You can create a time series that contains JSON documents. Because JSON documents do not have a rigid structure, you avoid schema changes when the structure of the data changes. You can easily load and query the data.

The advantage of having time-based data unstructured is that the schema of the TimeSeries data type is simple and does not need to be altered as the data changes.

A JSON time series has the following advantages over creating a column for every type of value in the TimeSeries data type:

MongoDB and REST API clients
You can load JSON documents directly from MongoDB and REST API clients without formatting the data.
Application compatibility
The changes that you need to make to your application when you move your data into time series is minimized because you do not need to perform schema migration.
Variable schema
If the structure of your time-based data is likely to change, storing that data as unstructured data in JSON documents prevents the need to update your schema or your application. For example, if you have sensors that monitor every machine in a factory, when you add a machine, the new sensors might collect different types of data than existing sensors.
Simplified schema
If your schema for time-based data includes more columns than each record typically uses, or your records typically contain many NULL values, you can easily load data as unstructured JSON documents. For example, if you have 50 different measurements but each sensor collects only 5 of those measurements, each record has 45 NULL values.

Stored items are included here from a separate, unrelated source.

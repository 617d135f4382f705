//! # HostPanel Protocol Library
//!
//! This crate provides the wire-level definitions shared by the HostPanel
//! console client: channel messages, lifecycle API records, address
//! derivation and the common error type.
//!
//! ## Overview
//!
//! - **Channel Messages**: the `{"token": ..}` handshake, outbound commands,
//!   inbound log/error frames with raw-text fallback
//! - **Server Records**: lifecycle status, creation time and metrics as
//!   served by the REST API
//! - **Endpoints**: REST and WebSocket addresses derived from one API base URL
//!
//! ## Example Usage
//!
//! ```rust
//! use protocol::{console_url, decode_line, ClientMessage, Handshake};
//!
//! let url = console_url("https://api.example.com", "srv-1").unwrap();
//! assert_eq!(url.scheme(), "wss");
//!
//! let hello = Handshake::new("short-lived-jwt").to_json().unwrap();
//! let cmd = ClientMessage::command("list").to_json().unwrap();
//! # let _ = (hello, cmd);
//!
//! assert_eq!(decode_line(r#"{"type":"log","line":"hi"}"#), "hi");
//! ```
//!
//! ## Modules
//!
//! - [`messages`]: Channel message definitions
//! - [`server`]: Server status, records and metrics
//! - [`endpoint`]: URL derivation
//! - [`error`]: Error types

pub mod endpoint;
pub mod error;
pub mod messages;
pub mod server;

pub use endpoint::{console_url, server_url};
pub use error::{ProtocolError, Result};
pub use messages::{decode_line, ClientMessage, Handshake, ServerMessage, ERROR_LINE_PREFIX};
pub use server::{ServerMetrics, ServerRecord, ServerStatus};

Storing data as JSON documents might require more storage space and result in slower queries than storing data in individual columns in the TimeSeries row type.

Time series definition

Although you load JSON documents into your time series table, internally the database server stores the JSON documents as BSON. Therefore, when you create a TimeSeries row type, you include a BSON column to store the JSON documents. You can include only one BSON column in a TimeSeries data type. You can also include columns that have other data types.

The maximum size of a document in a BSON column in a TimeSeries data type is 4 KB.

Loading and querying JSON time series

You can load JSON documents into a time series with the time series input statement, through a virtual table, or by writing a loader program.

When you query a time series that contains JSON documents, the results are automatically cast from BSON to JSON. However, when you select data from a virtual table on a JSON time series, you must cast the BSON column to JSON to view the documents.

You can aggregate individual fields within JSON documents by specifying the field name in the aggregate operation. You cannot aggregate an entire BSON column. When you run the TSRollup, AggregateBy, or AggregateRange function, you must cast the results to a TimeSeries row type that has the appropriate types of columns for the results of the aggregate operation.